Molti i temi che Consumers’ Forum ha discusso con le Authority, partendo da Consumerism, analisi annuale svolta in collaborazione con Università Roma Tre, dal titolo “Dalla sharing alla social economy”. Quest’anno il rapporto ha affrontato in particolare modo il tema degli shadow media, delle smart grid, del collective switching, della tutela simile, dei new comers nel trasporto privato e di innovazione social nel trasporto pubblico, del social lending, del block chain e lending crowdfunding, delle nuove forme di e-business finanziario, di shadow insurance, assicurazioni e reti di servizi sociali. Si è discusso con il Presidente del Garante Privacy Antonello Soro, il ruolo che ha la tutela della privacy in questo mercato digitalizzato. È seguito poi il ragionamento sul ruolo dell’Antitrust, nei casi di intervento per regolare un mercato in forte evoluzione e cambiamento, con il Consigliere e Segretario Generale Roberto Chieppa.

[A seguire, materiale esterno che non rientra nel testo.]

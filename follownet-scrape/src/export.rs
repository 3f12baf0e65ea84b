//! CSV export of session snapshots
//!
//! One row per record, one column per record field, in `CSV_COLUMNS` order.
//! The header row is always written, even for an empty snapshot.

use follownet_common::Record;
use thiserror::Error;

/// Column order of exported files
pub const CSV_COLUMNS: [&str; 16] = [
    "username",
    "display_name",
    "bio",
    "avatar_url",
    "profile_url",
    "platform",
    "type",
    "follower_count",
    "following_count",
    "company",
    "location",
    "website",
    "twitter",
    "email",
    "additional_info",
    "scraped_at",
];

#[derive(Debug, Error)]
pub enum ExportError {
    #[error("CSV encoding failed: {0}")]
    Csv(#[from] csv::Error),

    #[error("CSV output is not UTF-8: {0}")]
    Utf8(#[from] std::string::FromUtf8Error),

    #[error("CSV writer flush failed: {0}")]
    Io(#[from] std::io::Error),
}

/// Encode records as CSV text
pub fn to_csv(records: &[Record]) -> Result<String, ExportError> {
    let mut writer = csv::WriterBuilder::new()
        .has_headers(false)
        .from_writer(Vec::new());
    writer.write_record(CSV_COLUMNS)?;
    for record in records {
        writer.serialize(record)?;
    }
    writer.flush()?;
    let bytes = writer
        .into_inner()
        .map_err(|e| ExportError::Io(e.into_error()))?;
    Ok(String::from_utf8(bytes)?)
}

/// Decode CSV text produced by [`to_csv`]
pub fn from_csv(text: &str) -> Result<Vec<Record>, ExportError> {
    let mut reader = csv::Reader::from_reader(text.as_bytes());
    let records = reader.deserialize().collect::<Result<Vec<Record>, _>>()?;
    Ok(records)
}

/// File name offered to browsers for a download
pub fn file_name(platform: &str, session_id: &uuid::Uuid) -> String {
    let short = session_id.simple().to_string();
    format!("follownet_{}_data_{}.csv", platform, &short[..8])
}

Così Mario Finzi, presidente di Consumers’ Forum: «Per capire come tutelare il consumatore bisogna innanzitutto capire la differenza tra la sharing e la social economy. Con l’entrata prepotente della digitalizzazione compare dunque un soggetto terzo, ossia qualcuno che organizza professionalmente l’attività di sharing di beni e servizi. Questo permette di ampliare mercati rendendoli di fatto universali. Inevitabili le conseguenze anche sul piano delle tutele per i fruitori di beni e servizi, da un lato, e per le imprese (vecchie e nuove), dall’altro. – precisa Finzi – Se nel mercato tradizionale ci sono delle regole stabilite dalle leggi nazionali e comunitarie e dalle autorità di regolazione, nel sistema della social economy, queste garanzie vengono meno. Il venir meno di una parte di queste tutele e garanzie per ottenere un minor costo del servizio è qualcosa di cui però i consumatori non sempre sono pienamente consapevoli. – prosegue Finzi – Le associazioni di consumatori devono capire in che modo i regolatori intendano partecipare a ricostruire un sistema di garanzie e fare una corposa attività di informazione verso i consumatori. Le imprese del resto sono spesso spiazzate dalle novità che arrivano nel sistema e accusano dei contraccolpi di mercato molto forti».
Finzi conclude affermando che: «Occuparsi di questi temi è perfettamente in linea con lo scopo di Consumers’ Forum che ha in sé sia l’anima consumerista che quella delle imprese. Seguire questi temi così rivoluzionari permette di continuare ad avere la possibilità di parlare anche ai giovani senza rimpiangere il passato e capire verso cosa si sta muovendo il mondo».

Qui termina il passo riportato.